Depois de 12 anos de batalhas e 63 mortes, vida dos trabalhadores contaminados vira filme. Caso ilustra potencial destruidor dos “defensivos” agrícolas
Recanto dos Pássaros. O nome desse bairro de Paulínia, a 120 quilômetros de São Paulo, pode até ser bonito. Mas lá nesse lugar o amanhecer já não é lindo, nem é permitido deitar-se na relva e escutar o canto dos pássaros, como na canção de Roberto e Erasmo Carlos. Foi nesse bairro que o químico Antonio de Marco Rasteiro viu sua saúde se esvair e muitos amigos morrer devido à contaminação causada pelas empresas Shell e Basf, nas quais trabalhou durante 21 anos consecutivos como líder de produção da unidade industrial de agrotóxicos. Ele ainda estava lá, em 1995, quando a Shell vendeu parte da área para a Cyanamid e reconheceu publicamente que os pesticidas que fabricava no local contaminaram o solo e as águas subterrâneas.
No mesmo ano em que a Basf comprou a unidade, em 2000, Antonio deixou o trabalho e começou a ter uma ideia dos males que sofreria nos anos seguintes. “Quando tomamos conhecimento da gravidade da exposição que sofremos, comecei a ter um acompanhamento de saúde diferenciado. Em 2001, na primeira reunião com os trabalhadores, ficou muito claro que eles iam desenvolver doenças e haveria vários óbitos. Já são 63 mortes”, lamenta o ex-funcionário, um dos coordenadores da Associação dos Trabalhadores Expostos a Substâncias Químicas (Atesq).

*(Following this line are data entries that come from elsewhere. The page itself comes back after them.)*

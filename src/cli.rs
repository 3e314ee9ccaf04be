//! Command-line interface for tac_toe.

use clap::{Parser, ValueEnum};

/// Tac Toe - two-player tic-tac-toe at a text prompt
#[derive(Parser, Debug)]
#[command(name = "tac_toe")]
#[command(about = "Two-player tic-tac-toe played at a text prompt", long_about = None)]
#[command(version)]
pub struct Cli {
    /// Path to the TOML config file (defaults are used if it doesn't exist)
    #[arg(short, long, default_value = "tac_toe.toml")]
    pub config: std::path::PathBuf,

    /// Print "Draw" when the board fills without a winner
    #[arg(long)]
    pub announce_draw: bool,

    /// Don't list the open cells before each prompt
    #[arg(long)]
    pub hide_open_cells: bool,

    /// Log filter used when RUST_LOG is unset (overrides the config file)
    #[arg(long)]
    pub log_level: Option<String>,

    /// Print a summary of the game when it ends
    #[arg(long, value_enum)]
    pub summary: Option<SummaryFormat>,
}

/// How to print the end-of-game summary.
#[derive(ValueEnum, Debug, Clone, Copy, PartialEq, Eq)]
pub enum SummaryFormat {
    /// One line per move, then the outcome
    Text,
    /// The game record as JSON
    Json,
}
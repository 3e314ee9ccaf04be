//! Win detection logic for tic-tac-toe.

use super::super::{Board, Coord, SIDE, Token};
use serde::{Deserialize, Serialize};
use tracing::{instrument, trace};

/// With more open cells than this, win checks are skipped.
///
/// X needs three placements and O moves in between, so no line can be
/// complete before the fifth move.
pub const MAX_OPEN_FOR_WIN: usize = 5;

/// A line of three cells.
#[derive(Debug, Clone, Copy, PartialEq, Eq, Hash, Serialize, Deserialize, derive_more::Display)]
pub enum Line {
    /// A row, 0 at the top.
    #[display("row {}", _0)]
    Row(usize),
    /// A column, 0 at the left.
    #[display("column {}", _0)]
    Column(usize),
    /// Top-left to bottom-right.
    #[display("main diagonal")]
    MainDiagonal,
    /// Top-right to bottom-left.
    #[display("anti diagonal")]
    AntiDiagonal,
}

impl Line {
    /// Every line on the board.
    pub fn all() -> impl Iterator<Item = Line> {
        (0..SIDE)
            .map(Line::Row)
            .chain((0..SIDE).map(Line::Column))
            .chain([Line::MainDiagonal, Line::AntiDiagonal])
    }

    /// The four lines that can be completed by a move at `coord`: its row, its
    /// column, and both diagonals.
    pub fn through(coord: Coord) -> [Line; 4] {
        [
            Line::Row(coord.row),
            Line::Column(coord.col),
            Line::MainDiagonal,
            Line::AntiDiagonal,
        ]
    }

    /// Reads the three cells of this line, or `None` for a row or column
    /// off the board.
    pub fn cells(self, board: &Board) -> Option<[Option<Token>; SIDE]> {
        match self {
            Line::Row(row) => board.row(row),
            Line::Column(col) => board.column(col),
            Line::MainDiagonal => Some(board.main_diagonal()),
            Line::AntiDiagonal => Some(board.anti_diagonal()),
        }
    }

    /// Returns the token filling all three cells, if any.
    pub fn owner(self, board: &Board) -> Option<Token> {
        match self.cells(board)? {
            [Some(a), Some(b), Some(c)] if a == b && b == c => Some(a),
            _ => None,
        }
    }
}

/// A completed line.
#[derive(Debug, Clone, Copy, PartialEq, Eq, Serialize, Deserialize)]
pub struct Win {
    /// Token owning the line.
    pub token: Token,
    /// Which line was completed.
    pub line: Line,
}

/// Checks whether a win is possible with this many open cells.
pub fn is_winnable(open_cells: usize) -> bool {
    open_cells <= MAX_OPEN_FOR_WIN
}

/// Checks the row and column through the last move, plus both diagonals.
#[instrument(skip(board))]
pub fn check_win_through(board: &Board, last: Coord) -> Option<Win> {
    for line in Line::through(last) {
        if let Some(token) = line.owner(board) {
            return Some(Win { token, line });
        }
        trace!(%line, "line not complete");
    }
    None
}

/// Checks every line on the board.
#[instrument(skip(board))]
pub fn check_winner(board: &Board) -> Option<Win> {
    Line::all().find_map(|line| line.owner(board).map(|token| Win { token, line }))
}

#[cfg(test)]
mod tests {
    use super::*;
    use strum::IntoEnumIterator;

    fn board_with(token: Token, coords: &[Coord]) -> Board {
        let mut board = Board::new();
        for coord in coords {
            board.place(*coord, token).unwrap();
        }
        board
    }

    #[test]
    fn test_no_winner_empty_board() {
        let board = Board::new();
        assert_eq!(check_winner(&board), None);
        assert_eq!(check_win_through(&board, Coord::new(1, 1)), None);
    }

    #[test]
    fn test_every_line_for_both_tokens() {
        for token in Token::iter() {
            for line in Line::all() {
                let coords: Vec<Coord> = match line {
                    Line::Row(r) => (0..SIDE).map(|c| Coord::new(r, c)).collect(),
                    Line::Column(c) => (0..SIDE).map(|r| Coord::new(r, c)).collect(),
                    Line::MainDiagonal => (0..SIDE).map(|i| Coord::new(i, i)).collect(),
                    Line::AntiDiagonal => (0..SIDE).map(|i| Coord::new(i, SIDE - 1 - i)).collect(),
                };
                let board = board_with(token, &coords);
                let last = coords[SIDE - 1];

                assert_eq!(
                    check_win_through(&board, last),
                    Some(Win { token, line }),
                    "{} should win on {}",
                    token,
                    line
                );
                assert_eq!(check_winner(&board).map(|win| win.token), Some(token));
            }
        }
    }

    #[test]
    fn test_diagonal_found_from_off_diagonal_move() {
        let mut board = board_with(
            Token::O,
            &[Coord::new(0, 2), Coord::new(1, 1), Coord::new(2, 0)],
        );
        board.place(Coord::new(1, 0), Token::X).unwrap();

        let win = check_win_through(&board, Coord::new(1, 0)).unwrap();
        assert_eq!(win.line, Line::AntiDiagonal);
        assert_eq!(win.token, Token::O);
    }

    #[test]
    fn test_mixed_line_is_not_a_win() {
        let mut board = board_with(Token::X, &[Coord::new(0, 0), Coord::new(0, 1)]);
        board.place(Coord::new(0, 2), Token::O).unwrap();
        assert_eq!(check_win_through(&board, Coord::new(0, 2)), None);
    }

    #[test]
    fn test_winnable_boundary() {
        assert!(!is_winnable(9));
        assert!(!is_winnable(6));
        assert!(is_winnable(5));
        assert!(is_winnable(4));
        assert!(is_winnable(0));
    }

    #[test]
    fn test_line_off_the_board_has_no_owner() {
        let board = board_with(
            Token::X,
            &[Coord::new(0, 0), Coord::new(0, 1), Coord::new(0, 2)],
        );
        assert_eq!(Line::Row(0).owner(&board), Some(Token::X));
        assert_eq!(Line::Row(SIDE).owner(&board), None);
        assert_eq!(Line::Column(SIDE).cells(&board), None);
    }
}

Depois de 12 anos na Justiça, em 2012 a ação trabalhista foi levada ao Tribunal Superior do Trabalho (TST), onde ficou até o último abril, quando as empresas, enfim, fecharam um acordo com os trabalhadores. Eles tiveram garantidos o direito ao tratamento médico vitalício para 1.058 ex-funcionários e dependentes, indenização de R$ 200 milhões por dano moral coletivo mais indenizações individuais.
Antonio sobreviveu a um câncer na próstata e a outro no pulmão para contar essa história. E ela será tema do filme O Lucro acima da Vida, um longa-metragem de ficção baseado em fatos reais, ainda em fase de produção. O filme começou a ser planejado quando o processo trabalhista coletivo foi levado ao TST. “Avaliamos que iríamos enfrentar um terreno muito difícil em Brasília e tomamos algumas precauções: contratamos um bom escritório de advocacia, planejamos o filme, um livro e vários outros materiais, porque a gente precisava que as pessoas tivessem a compreensão de que esse caso não poderia ficar impune”, diz o produtor executivo Arlei Medeiros, diretor do Sindicato dos Químicos Unificados de Campinas e da Federação dos Trabalhadores do Ramo Químico (Fetquim), entidades que apoiam o projeto. “No meio disso tudo, obtivemos um acordo muito positivo para os trabalhadores. Mesmo assim, decidimos seguir adiante e contar essa história para que isso nunca mais se repita.”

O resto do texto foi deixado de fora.